Make sure you are sitting down. Really, this is the stuff you just can’t make up.

The Campaign for a Commercial Free Childhood has uncovered a ploy by past and present toy-industry executives who are looking to brand the Tooth Fairy. “Can you believe,” begins a video aimed exclusively at potential investors, “that a childhood character known by millions worldwide has not yet been licensed?” To the alluring “ca-ching” of a cash register ringing up sales, a voice-over exclaims, “With a target audience of 10 million US girls ages 6 to 10 who lose 20 teeth, that translates to 200 million Tooth-Fairy moments. And biology guarantees that will never stop.”
What? Every child’s version of the tooth fairy is a creative original– plucked from magic and imagination!
Truly, it gets even worse: 
The Real Tooth Fairies’ website and its slew of licensed merchandise commercialize an inevitable biological milestone, the celebration of which has always been the purview of family rituals. The Real Tooth Fairies wants to “leverage and define this rite-of-passage moment” and literally profit from each tooth a child loses. Branding replaces children’s own creations with homogenized, corporate-constructed images, constricting both imagination and cultural diversity. Here are some lowlights of the Real Tooth Fairy experience:
  • A free-ranging child-driven vision of Tooth-Fairyness is reduced to just six sexualized options.
  • The target audience is girls as young as 5, but the Real Tooth Fairies are largely preoccupied with appearance, shopping, and boyfriends.
  • The “villain” in Real Fairyland, and the butt of its jokes, is a hairy-legged, roly-poly, buck-toothed, glasses-wearing fairy-wannabe.
  • Gender stereotyping also extends to boys. Their Tooth Fairy counterparts are a team of heavily-armed superheroes.
  • A Real Tooth Fairies Birthday Party Collection costs $379.

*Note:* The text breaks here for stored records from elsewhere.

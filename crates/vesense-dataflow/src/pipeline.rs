//! ---
//! vs_section: "02-dataflow"
//! vs_subsection: "module"
//! vs_type: "source"
//! vs_scope: "code"
//! vs_description: "Value pipeline: registry, stores, rounding, fan-out."
//! vs_version: "v0.0.0-prealpha"
//! vs_owner: "tbd"
//! ---
use std::sync::Arc;

use tracing::info;
use vesense_common::{DataflowConfig, SharedClock};

use crate::device::DeviceRegistry;
use crate::rounder::Rounder;
use crate::store::ValueStore;

/// Object graph built once at startup and handed to every component.
#[derive(Debug, Clone)]
pub struct Pipeline {
    registry: Arc<DeviceRegistry>,
    raw: Arc<ValueStore>,
    rounder: Arc<Rounder>,
    rounded: Arc<ValueStore>,
    clock: SharedClock,
}

impl Pipeline {
    /// Wire `raw -> rounder -> rounded`.
    pub fn new(config: &DataflowConfig, clock: SharedClock) -> Self {
        let registry = Arc::new(DeviceRegistry::new());
        let raw = Arc::new(ValueStore::new("raw", config.subscription_capacity));
        let rounder = Arc::new(Rounder::new(config.rounder_heartbeat, clock.clone()));
        let rounded = Arc::new(ValueStore::new("rounded", config.subscription_capacity));
        raw.append(rounder.clone());
        rounder.append(rounded.clone());
        info!(
            capacity = config.subscription_capacity,
            heartbeat_ms = config.rounder_heartbeat.as_millis() as u64,
            "dataflow pipeline wired"
        );
        Self {
            registry,
            raw,
            rounder,
            rounded,
            clock,
        }
    }

    /// Devices known to the process.
    pub fn registry(&self) -> &Arc<DeviceRegistry> {
        &self.registry
    }

    /// Store fed by the pollers.
    pub fn raw(&self) -> &Arc<ValueStore> {
        &self.raw
    }

    /// Debounce stage between the stores.
    pub fn rounder(&self) -> &Arc<Rounder> {
        &self.rounder
    }

    /// Store read by the REST, websocket and bus consumers.
    pub fn rounded(&self) -> &Arc<ValueStore> {
        &self.rounded
    }

    /// Clock used to stamp values.
    pub fn clock(&self) -> &SharedClock {
        &self.clock
    }

    /// End every live subscription on both stores.
    pub fn shutdown(&self) {
        self.raw.close_subscriptions();
        self.rounded.close_subscriptions();
    }
}
#[cfg(test)]
mod tests {
    use super::*;
    use chrono::DateTime;
    use reqwest::Client;
    use serde_json::{json, Value as JsonValue};
    use std::io::Write;
    use vesense_common::{DataflowConfig, ManualClock, SharedClock};
    use vesense_dataflow::Value;
    use vesense_metrics::{new_registry, PipelineMetrics};

    use crate::picture::tests::sample_jpeg;
    use crate::picture::{THUMB_HEIGHT, THUMB_WIDTH};
    use image::GenericImageView;

    fn pipeline() -> (Pipeline, SharedClock) {
        let clock: SharedClock = ManualClock::epoch();
        let pipeline = Pipeline::new(&DataflowConfig::default(), clock.clone());
        let registry = pipeline.registry();
        registry
            .create("house", "bmv-702", json!({"Title": "House battery"}))
            .unwrap();
        registry.create("cam1", "ftp-camera", json!(null)).unwrap();
        (pipeline, clock)
    }

    #[tokio::test]
    async fn snapshot_endpoints_serve_rounded_values() {
        let (pipeline, _clock) = pipeline();
        let house = pipeline.registry().get_by_name("house").unwrap();
        let at = DateTime::from_timestamp(0, 0).unwrap();
        pipeline
            .raw()
            .publish(Value::new(house.clone(), "Current", -3.26, at).with_round_decimals(1));
        pipeline
            .raw()
            .publish(Value::new(house, "MainVoltage", 12.614, at).with_round_decimals(2));

        let handle = ApiServerBuilder::new("127.0.0.1:0".parse().unwrap(), pipeline)
            .spawn()
            .await
            .unwrap();
        let client = Client::new();
        let base = format!("http://{}", handle.local_addr());

        let index = client
            .get(format!("{base}/api/v0/devices"))
            .send()
            .await
            .unwrap();
        assert_eq!(
            index.headers()[header::CACHE_CONTROL.as_str()],
            "public, max-age=300"
        );
        let devices: JsonValue = index.json().await.unwrap();
        assert_eq!(devices[0]["Name"], json!("house"));
        assert_eq!(devices[0]["FrontendConfig"]["Title"], json!("House battery"));
        assert_eq!(devices[1]["Model"], json!("ftp-camera"));

        let values: JsonValue = client
            .get(format!("{base}/api/v0/devices/house/rounded-values"))
            .send()
            .await
            .unwrap()
            .json()
            .await
            .unwrap();
        assert_eq!(
            values,
            json!([
                {"Device": "house", "Name": "Current", "Value": -3.3},
                {"Device": "house", "Name": "MainVoltage", "Value": 12.61}
            ])
        );

        let missing = client
            .get(format!("{base}/api/v0/devices/nope/rounded-values"))
            .send()
            .await
            .unwrap();
        assert_eq!(missing.status(), StatusCode::NOT_FOUND);

        let hass = client
            .get(format!("{base}/api/v0/hass/mqtt-sensors.yaml"))
            .send()
            .await
            .unwrap();
        assert_eq!(hass.status(), StatusCode::NOT_FOUND);

        let metrics = client.get(format!("{base}/metrics")).send().await.unwrap();
        assert_eq!(metrics.status(), StatusCode::SERVICE_UNAVAILABLE);

        drop(client);
        handle.shutdown().await.unwrap();
    }

    #[tokio::test]
    async fn picture_serves_newest_upload_raw_and_thumbnailed() {
        let (pipeline, clock) = pipeline();
        let files = Arc::new(VirtualFileStore::new(5, clock));
        let cam = pipeline.registry().get_by_name("cam1").unwrap();
        let newest = sample_jpeg(640, 480);
        for (path, body) in [("/cam1/a.jpg", b"old".as_slice()), ("/cam1/b.jpg", newest.as_slice())] {
            let mut handle = files.open_for_write(path, false, cam.clone()).unwrap();
            handle.write_all(body).unwrap();
            files.close_write(handle).unwrap();
        }

        let handle = ApiServerBuilder::new("127.0.0.1:0".parse().unwrap(), pipeline)
            .with_file_store(files)
            .spawn()
            .await
            .unwrap();
        let client = Client::new();
        let base = format!("http://{}", handle.local_addr());

        for route in ["picture", "picture/raw"] {
            let response = client
                .get(format!("{base}/api/v0/devices/cam1/{route}"))
                .send()
                .await
                .unwrap();
            assert_eq!(response.status(), StatusCode::OK);
            assert_eq!(
                response.headers()[header::CONTENT_TYPE.as_str()],
                "image/jpeg"
            );
            assert_eq!(response.bytes().await.unwrap().as_ref(), newest.as_slice());
        }

        let thumb = client
            .get(format!("{base}/api/v0/devices/cam1/picture/thumb"))
            .send()
            .await
            .unwrap();
        assert_eq!(thumb.status(), StatusCode::OK);
        let decoded = image::load_from_memory(&thumb.bytes().await.unwrap()).unwrap();
        assert_eq!(decoded.dimensions(), (THUMB_WIDTH, THUMB_HEIGHT));

        for route in ["picture", "picture/thumb"] {
            let none = client
                .get(format!("{base}/api/v0/devices/house/{route}"))
                .send()
                .await
                .unwrap();
            assert_eq!(none.status(), StatusCode::NOT_FOUND);
        }

        drop(client);
        handle.shutdown().await.unwrap();
    }

    #[tokio::test]
    async fn thumb_of_undecodable_upload_is_a_server_error() {
        let (pipeline, clock) = pipeline();
        let files = Arc::new(VirtualFileStore::new(5, clock));
        let cam = pipeline.registry().get_by_name("cam1").unwrap();
        let mut upload = files.open_for_write("/cam1/bad.jpg", false, cam).unwrap();
        upload.write_all(b"\xFF\xD8truncated").unwrap();
        files.close_write(upload).unwrap();

        let handle = ApiServerBuilder::new("127.0.0.1:0".parse().unwrap(), pipeline)
            .with_file_store(files)
            .spawn()
            .await
            .unwrap();
        let client = Client::new();
        let response = client
            .get(format!(
                "http://{}/api/v0/devices/cam1/picture/thumb",
                handle.local_addr()
            ))
            .send()
            .await
            .unwrap();
        assert_eq!(response.status(), StatusCode::INTERNAL_SERVER_ERROR);

        drop(client);
        handle.shutdown().await.unwrap();
    }

    #[tokio::test]
    async fn discovery_and_metrics_when_attached() {
        let (pipeline, _clock) = pipeline();
        let registry = new_registry();
        let metrics = PipelineMetrics::new(registry.clone()).unwrap();
        metrics.set_device_count(pipeline.registry().len());

        let handle = ApiServerBuilder::new("127.0.0.1:0".parse().unwrap(), pipeline)
            .with_discovery(
                Arc::new(ModelRegistry::builtin()),
                MqttConfig::new("tcp://broker:1883"),
            )
            .with_metrics_registry(registry)
            .spawn()
            .await
            .unwrap();
        let client = Client::new();
        let base = format!("http://{}", handle.local_addr());

        let yaml = client
            .get(format!("{base}/api/v0/hass/mqtt-sensors.yaml"))
            .send()
            .await
            .unwrap()
            .text()
            .await
            .unwrap();
        assert!(yaml.contains("house_MainVoltage"));
        assert!(yaml.contains("house_AuxVoltage"));

        let text = client
            .get(format!("{base}/metrics"))
            .send()
            .await
            .unwrap()
            .text()
            .await
            .unwrap();
        assert!(text.contains("vesense_devices 2"));

        drop(client);
        handle.shutdown().await.unwrap();
    }
}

  • The Real Tooth Fairies doesn’t just want to sell everything to your kids; they want to sell your kids to the highest bidder. “Our intent in 2 to 3 years is that we project we’ll have over 30 million girls, unique users to the site,” said co-owner Howard Bollinger, former Senior Vice President of Hasbro toys, “At that point, the site will become a hugely valuable asset and a prime target for acquisition by scores of companies who want to connect with our girl demographic.”
The good news is that we can still save the Tooth Fairy. If we make enough noise, potential investors will think twice about associating themselves with this toxic brand. 

In our school, students create elaborate artwork about what they think the tooth fairy looks like to them. They are unique, beautiful, and distinctly branded character free. They need to stay that way!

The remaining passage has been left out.